Old friend of the family. 90 years old female. Italian, Napoletani. Lived in the Marina District in SF. 1st floor, garage. 2nd. floor, living, 3rd floor, bedrooms. 4th floor, small glass enclosed patio. Nice. Lived there ~40 years. Never owned a clothes dryer. Would walk from the garage up to the patio regularly to line dry her clothes. 90 years old. She walked up hill (both ways ) to her church in Cow Hollow every morning. Used to take her 30 minutes. When I saw her last it took her 45 minutes. She was sad but accepted it.
Bp was 80 / 90 over something. I knew, she knew it was low according to the current guidelines.
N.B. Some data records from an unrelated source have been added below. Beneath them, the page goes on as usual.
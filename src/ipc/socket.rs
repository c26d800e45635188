//! ZeroMQ socket helpers.
//!
//! All endpoints are TCP on the loopback interface. Managers bind to
//! ephemeral ports and hand the port numbers to their workers on the
//! command line.

use crate::error::{PipeError, Result};

/// Interface every endpoint binds to or connects on.
pub const LOOPBACK: &str = "127.0.0.1";

/// How long a closing socket may hold on to unsent messages (ms).
///
/// The ZeroMQ default is to wait forever, which would make dropping a
/// context hang on a message addressed to a dead worker.
const DEFAULT_LINGER_MS: i32 = 250;

/// Outcome of a non-blocking send.
#[derive(Debug, Clone, Copy, PartialEq, Eq)]
pub enum SendOutcome {
    /// The message was queued for delivery.
    Sent,
    /// No peer could accept the message right now.
    WouldBlock,
}

/// Endpoint string for a loopback port.
pub fn endpoint(port: u16) -> String {
    format!("tcp://{}:{}", LOOPBACK, port)
}

/// Create a socket with a bounded linger period.
pub fn new_socket(context: &zmq::Context, kind: zmq::SocketType) -> Result<zmq::Socket> {
    let socket = context.socket(kind)?;
    socket.set_linger(DEFAULT_LINGER_MS)?;
    Ok(socket)
}

/// Create a socket and connect it to a loopback port.
pub fn connect_socket(
    context: &zmq::Context,
    kind: zmq::SocketType,
    port: u16,
) -> Result<zmq::Socket> {
    let socket = new_socket(context, kind)?;
    socket.connect(&endpoint(port))?;
    Ok(socket)
}

/// Create a socket bound to an ephemeral loopback port.
pub fn bind_socket(context: &zmq::Context, kind: zmq::SocketType) -> Result<(zmq::Socket, u16)> {
    let socket = new_socket(context, kind)?;
    let port = bind_to_random_port(&socket)?;
    Ok((socket, port))
}

/// Bind to an ephemeral loopback port and return the port chosen.
pub fn bind_to_random_port(socket: &zmq::Socket) -> Result<u16> {
    socket.bind(&format!("tcp://{}:*", LOOPBACK))?;
    let endpoint = socket
        .get_last_endpoint()?
        .map_err(|raw| PipeError::Protocol(format!("non UTF-8 endpoint {:?}", raw)))?;
    parse_port(&endpoint)
}

fn parse_port(endpoint: &str) -> Result<u16> {
    endpoint
        .rsplit(':')
        .next()
        .and_then(|port| port.parse().ok())
        .ok_or_else(|| PipeError::Protocol(format!("cannot read port from {}", endpoint)))
}

/// Send without blocking, reporting a full or peerless socket as `WouldBlock`.
pub fn try_send_multipart(socket: &zmq::Socket, frames: Vec<Vec<u8>>) -> Result<SendOutcome> {
    match socket.send_multipart(frames, zmq::DONTWAIT) {
        Ok(()) => Ok(SendOutcome::Sent),
        Err(zmq::Error::EAGAIN) => Ok(SendOutcome::WouldBlock),
        Err(e) => Err(e.into()),
    }
}

/// Blocking multipart receive, retried on EINTR.
pub fn recv_multipart(socket: &zmq::Socket) -> Result<Vec<Vec<u8>>> {
    loop {
        match socket.recv_multipart(0) {
            Ok(frames) => return Ok(frames),
            Err(zmq::Error::EINTR) => continue,
            Err(e) => return Err(e.into()),
        }
    }
}

/// Non-blocking multipart receive. `None` when nothing is queued.
pub fn try_recv_multipart(socket: &zmq::Socket) -> Result<Option<Vec<Vec<u8>>>> {
    match socket.recv_multipart(zmq::DONTWAIT) {
        Ok(frames) => Ok(Some(frames)),
        Err(zmq::Error::EAGAIN) | Err(zmq::Error::EINTR) => Ok(None),
        Err(e) => Err(e.into()),
    }
}

/// Non-blocking single-frame receive. `None` when nothing is queued.
pub fn try_recv_bytes(socket: &zmq::Socket) -> Result<Option<Vec<u8>>> {
    match socket.recv_bytes(zmq::DONTWAIT) {
        Ok(bytes) => Ok(Some(bytes)),
        Err(zmq::Error::EAGAIN) | Err(zmq::Error::EINTR) => Ok(None),
        Err(e) => Err(e.into()),
    }
}

/// Blocking single-frame receive, retried on EINTR.
pub fn recv_bytes(socket: &zmq::Socket) -> Result<Vec<u8>> {
    loop {
        match socket.recv_bytes(0) {
            Ok(bytes) => return Ok(bytes),
            Err(zmq::Error::EINTR) => continue,
            Err(e) => return Err(e.into()),
        }
    }
}

#[cfg(test)]
mod tests {
    use super::*;

    #[test]
    fn test_parse_port() {
        assert_eq!(parse_port("tcp://127.0.0.1:45123").unwrap(), 45123);
        assert!(parse_port("tcp://127.0.0.1:").is_err());
        assert!(parse_port("inproc://sink").is_err());
    }

    #[test]
    fn test_bind_and_connect_roundtrip() {
        let context = zmq::Context::new();
        let (pull, port) = bind_socket(&context, zmq::PULL).unwrap();
        assert!(port > 0);

        let push = connect_socket(&context, zmq::PUSH, port).unwrap();
        push.send_multipart(vec![b"a".to_vec(), b"b".to_vec()], 0)
            .unwrap();

        let frames = recv_multipart(&pull).unwrap();
        assert_eq!(frames, vec![b"a".to_vec(), b"b".to_vec()]);
    }

    #[test]
    fn test_try_send_without_peer_would_block() {
        let context = zmq::Context::new();
        let (push, _port) = bind_socket(&context, zmq::PUSH).unwrap();
        let outcome = try_send_multipart(&push, vec![b"cmd".to_vec(), b"STOP".to_vec()]).unwrap();
        assert_eq!(outcome, SendOutcome::WouldBlock);
    }

    #[test]
    fn test_try_recv_empty() {
        let context = zmq::Context::new();
        let (pull, _port) = bind_socket(&context, zmq::PULL).unwrap();
        assert!(try_recv_multipart(&pull).unwrap().is_none());
        assert!(try_recv_bytes(&pull).unwrap().is_none());
    }
}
Healthy as could be. Doc put her on meds to get her bp up. She always felt and looked great. Sharp as a tack.
Then she died
Don’t know what it all means, just thought I would share.
Exercise is the #1 medicine, especially for prevention of basically all illness. Every person i know or have seen make it close or past 100 years of age is always relatively lean. Never obese. Being lean is also medicine.
@buck
A major reason why BP goes up with age is atherosclerosis ; calcification of the arteries. Imagine the water pressure inside a soft, elastic rubber hose, then imagine the same water going through a hard narrow plastic hose. Elastic and pliable arteries = lower blood pressure / Narrow and hard arteries covered in plaque = higher BP . There are other physiological reasons for high BP, but atherosclerosis is the beginning of the end for the cardiovascular system. That's when BP goes up and risk of heart attack, stroke, embolism (blood clots) starts to go up. With a weak heart from sedentary lifestyle, you further compound the risk of cardiovascular illness and events.